I began to think that, after all, escape might not be such a difficult thing. What other secrets of the prison might he not possess?
“’Tis not the first time I have made that trip,” and he laughed as he brushed the dust from his sleeve. “When the king sent me here to repent of that affair at Marly he permitted my tutor to accompany me. But in the evening we were separated, and he was locked up in this cell to spend the night. We were both dying of ennui, and determined to spend the nights together. So with infinite patience he picked away the cement around this slab and the one under it. As you see, they rest on the girders and so remain in place. The guard cannot see into the cells after night falls, so we were not disturbed. It is fortunate the corner is dark,” he added, “and that the cracks of the floor are filled with dirt, else the ruse might have been discovered since I was last here.”
“And now what?” I asked, trembling with impatience.
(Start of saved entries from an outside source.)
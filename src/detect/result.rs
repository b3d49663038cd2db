use serde::Serialize;

/// Axis-aligned box in pixel coordinates (top-left origin).
#[derive(Clone, Copy, Debug, Default, PartialEq, Serialize)]
pub struct BoundingBox {
    pub x: f32,
    pub y: f32,
    pub w: f32,
    pub h: f32,
}

impl BoundingBox {
    pub fn new(x: f32, y: f32, w: f32, h: f32) -> Self {
        Self { x, y, w, h }
    }

    pub fn area(&self) -> f32 {
        self.w.max(0.0) * self.h.max(0.0)
    }

    pub fn center(&self) -> (f32, f32) {
        (self.x + self.w / 2.0, self.y + self.h / 2.0)
    }

    /// Same size, re-centred on `(cx, cy)`.
    pub fn centered_at(&self, cx: f32, cy: f32) -> Self {
        Self {
            x: cx - self.w / 2.0,
            y: cy - self.h / 2.0,
            ..*self
        }
    }
}

/// One connected foreground component on one frame. Detections carry no
/// identity across frames.
#[derive(Clone, Debug, PartialEq, Serialize)]
pub struct Detection {
    pub frame_index: u64,
    pub bbox: BoundingBox,
    /// Mean position of the component's pixels.
    pub centroid: (f32, f32),
    /// Foreground pixel count.
    pub area: u32,
    /// Fraction of the bounding box covered by the component (0..=1).
    pub confidence: f32,
}

impl Detection {
    pub fn new(frame_index: u64, bbox: BoundingBox, centroid: (f32, f32), area: u32) -> Self {
        let box_area = bbox.area();
        let confidence = if box_area > 0.0 {
            (area as f32 / box_area).min(1.0)
        } else {
            0.0
        };
        Self {
            frame_index,
            bbox,
            centroid,
            area,
            confidence,
        }
    }
}

#[cfg(test)]
mod tests {
    use super::*;

    #[test]
    fn confidence_is_box_fill_ratio() {
        let det = Detection::new(0, BoundingBox::new(0.0, 0.0, 4.0, 5.0), (2.0, 2.5), 10);
        assert!((det.confidence - 0.5).abs() < f32::EPSILON);
    }

    #[test]
    fn recentering_keeps_size() {
        let bbox = BoundingBox::new(10.0, 10.0, 4.0, 6.0).centered_at(0.0, 0.0);
        assert_eq!(bbox, BoundingBox::new(-2.0, -3.0, 4.0, 6.0));
        assert_eq!(bbox.center(), (0.0, 0.0));
    }
}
“Now to escape,” said the duke, and sat down on the bench to consider.
But to escape, and with only our bare hands for tools! What a problem! Yet I was determined that it should be solved. Others had escaped from the Bastille. Why not we?
“Clearly,” I said, after a moment, “we cannot hope to break down the door nor penetrate these walls.”
My companion nodded in gloomy acquiescence.
“There remains, then, only one possible way,” I went on. “That is by the window.”